Let's Design and Build a (mostly) Digital Theremin!

Posted: 1/7/2016 4:33:23 PM
dewster

From: Northern NJ, USA

Joined: 2/17/2012

To prepare for the audio side of things I'm looking into vocal synthesis.  Not finding a whole lot on the natural excitation of the filters (ala physical modeling of brass and woodwinds, where impedance discontinuities lead to oscillation w/ noise stimulus).

Downloaded SuperCollider yesterday and ran across this nifty cymbal synthesis method: http://www.mcld.co.uk/cymbalsynthesis/.  Just 100 resonators randomly assigned above 300Hz in an exponential manner and stimulated with pink noise creates a startlingly realistic cymbal sound.

Just as PCs require a certain amount of MIPs and memory to do remarkable things, music synthesis seems to benefit greatly from complexity and horsepower.  If I never hear another standard Moog patch (VCO => VCF => VCA) it will be too soon.

Posted: 1/8/2016 12:01:24 AM
dewster

From: Northern NJ, USA

Joined: 2/17/2012

Ha!  A "singing vowels" vocal synthesizer for SuperCollider:

http://sccode.org/1-4Uz

The 'I' vowel sounds kind of weird, I can see why the Talking Box goes for tenor Aah!

All the formant tables are there in the code, including Q.  Something to play with.

Posted: 1/8/2016 4:52:30 AM
rkram53

From: Northern NJ, USA

Joined: 7/29/2014

Interesting. What is it about "ah"? When you sing that your vocal cavity is pretty much wide open. Is that open cavity easier to model and emulate mathematically with filters than any degree of closed - which is what you get when you sing any other vowel or dipthong? Appears so. I don't know enough to go any farther here right now.

I bet a completely closed mouth might be more doable too - like "mm". That's just a guess though. 

By the way - what's the goal for your sound engine? What types of sounds are you after. You thinking of doing it a number of ways - for example maybe formats for vocal stuff, samples for others, etc. I really would like to see a theremin that could download a .WAV file for sampling (ideally wireless but maybe USB to start) and then have the theremin use that (the trick being playing it allowing theremin vibrato and portamento to be imposed on the sample - and possibly having an envelope control).

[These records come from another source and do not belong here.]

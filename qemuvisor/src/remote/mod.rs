//! Remote command execution against a running guest.
//!
//! The guest is reached through the host address:port forwarded to its ssh
//! port. Authentication skips host-key verification since every boot of a
//! snapshot disk presents the same throwaway key.

use std::path::Path;

use async_trait::async_trait;
use rand::Rng;

use crate::errors::RemoteError;

mod ssh;

pub use ssh::{OpenSshClient, ssh_command};

/// User the module/executable helpers log in as.
pub const ROOT_USER: &str = "root";

/// Command execution and file transfer into a guest.
#[async_trait]
pub trait RemoteExecutor: Send + Sync {
    /// Run `command` and return its combined stdout/stderr.
    async fn run_command(&self, user: &str, command: &str) -> Result<String, RemoteError>;

    /// Start `command` detached from the remote shell and return immediately.
    async fn run_command_detached(&self, user: &str, command: &str) -> Result<(), RemoteError>;

    /// Upload `local` to `remote` on the guest.
    async fn copy_file(&self, user: &str, local: &Path, remote: &str) -> Result<(), RemoteError>;

    /// Upload a kernel module to a fresh `/tmp` path and load it as root.
    async fn copy_and_insmod(&self, local_ko: &Path) -> Result<String, RemoteError> {
        let remote = format!("/tmp/module_{}.ko", random_suffix());
        self.copy_file(ROOT_USER, local_ko, &remote).await?;
        self.run_command(ROOT_USER, &format!("insmod {}", remote))
            .await
    }

    /// Upload an executable to a fresh `/tmp` path and run it.
    async fn copy_and_run(&self, user: &str, local: &Path) -> Result<String, RemoteError> {
        let remote = format!("/tmp/executable_{}", random_suffix());
        self.copy_file(user, local, &remote).await?;
        self.run_command(user, &format!("chmod +x {0} && {0}", remote))
            .await
    }
}

fn random_suffix() -> u64 {
    rand::rng().random()
}

#[cfg(test)]
mod tests {
    use super::*;
    use parking_lot::Mutex;
    use std::path::PathBuf;

    /// Records calls instead of talking to a guest.
    #[derive(Default)]
    struct Recorder {
        copies: Mutex<Vec<(String, PathBuf, String)>>,
        commands: Mutex<Vec<(String, String)>>,
    }

    #[async_trait]
    impl RemoteExecutor for Recorder {
        async fn run_command(&self, user: &str, command: &str) -> Result<String, RemoteError> {
            self.commands
                .lock()
                .push((user.to_string(), command.to_string()));
            Ok("ok".to_string())
        }

        async fn run_command_detached(&self, user: &str, command: &str) -> Result<(), RemoteError> {
            self.run_command(user, command).await.map(|_| ())
        }

        async fn copy_file(&self, user: &str, local: &Path, remote: &str) -> Result<(), RemoteError> {
            self.copies
                .lock()
                .push((user.to_string(), local.to_path_buf(), remote.to_string()));
            Ok(())
        }
    }

    #[tokio::test]
    async fn test_copy_and_insmod() {
        let recorder = Recorder::default();
        let output = recorder
            .copy_and_insmod(Path::new("/build/test.ko"))
            .await
            .unwrap();
        assert_eq!(output, "ok");

        let copies = recorder.copies.lock();
        let (user, local, remote) = &copies[0];
        assert_eq!(user, "root");
        assert_eq!(local, Path::new("/build/test.ko"));
        assert!(remote.starts_with("/tmp/module_") && remote.ends_with(".ko"));

        let commands = recorder.commands.lock();
        assert_eq!(commands[0], ("root".to_string(), format!("insmod {}", remote)));
    }

    #[tokio::test]
    async fn test_copy_and_run() {
        let recorder = Recorder::default();
        recorder
            .copy_and_run("user", Path::new("/build/exploit"))
            .await
            .unwrap();

        let remote = recorder.copies.lock()[0].2.clone();
        assert!(remote.starts_with("/tmp/executable_"));
        let commands = recorder.commands.lock();
        assert_eq!(commands[0].0, "user");
        assert_eq!(commands[0].1, format!("chmod +x {0} && {0}", remote));
    }

    #[tokio::test]
    async fn test_copy_failure_skips_command() {
        struct FailingCopy;

        #[async_trait]
        impl RemoteExecutor for FailingCopy {
            async fn run_command(&self, _: &str, _: &str) -> Result<String, RemoteError> {
                panic!("must not run after failed copy");
            }
            async fn run_command_detached(&self, _: &str, _: &str) -> Result<(), RemoteError> {
                Ok(())
            }
            async fn copy_file(&self, _: &str, _: &Path, _: &str) -> Result<(), RemoteError> {
                Err(RemoteError::NotRunning)
            }
        }

        let err = FailingCopy
            .copy_and_insmod(Path::new("/build/test.ko"))
            .await
            .unwrap_err();
        assert!(matches!(err, RemoteError::NotRunning));
    }
}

Posted: 1/8/2016 2:35:14 PM
dewster

From: Northern NJ, USA

Joined: 2/17/2012

Post 2^10 (yikes!)

"What is it about "ah"? When you sing that your vocal cavity is pretty much wide open."  - rkram53

When more closed, the lips form something of a low pass filter, reflecting more energy back into the vocal tract, perhaps making resonances not modeled by a simplistic formant approach more pronounced?  I don't know exactly.

My initial direction is to find and explore synthesis methods that are resonant and that oscillate naturally when stimulated, rather than the well worn oscillator => filter approach.  There is a waveguide model of the vocal tract done by Perry Cook (his PHD thesis) but he punted when it came to stimulus (pre-computed wavetables) probably due mainly to the wimpy computing resources available to him at the time (1991).  I don't have a ton of RAM to play with, so things like long delays and reverb are probably out, but waveguides are doable.  I see that much of the waveguide stuff was patented, but apparently the patents have all expired, so that legal minefield has thankfully been cleared.

Posted: 1/16/2016 7:03:34 PM
dewster

From: Northern NJ, USA

Joined: 2/17/2012

Prototype

2016 is the year of the prototype!  I hope!  Here it is so far:

Except for the aluminum flashing plate antenna inside the right pitch box, these are just empty Sterilite boxes affixed to a piece of plywood via CCTV camera mounts, on an old RS folding mic stand.  The CCTV mounts are frail and shaky even when tightened up, so I wouldn't recommend using them for the final deal.  I wound a 0.3mH coil on PVC for the pitch side but haven't experimented further.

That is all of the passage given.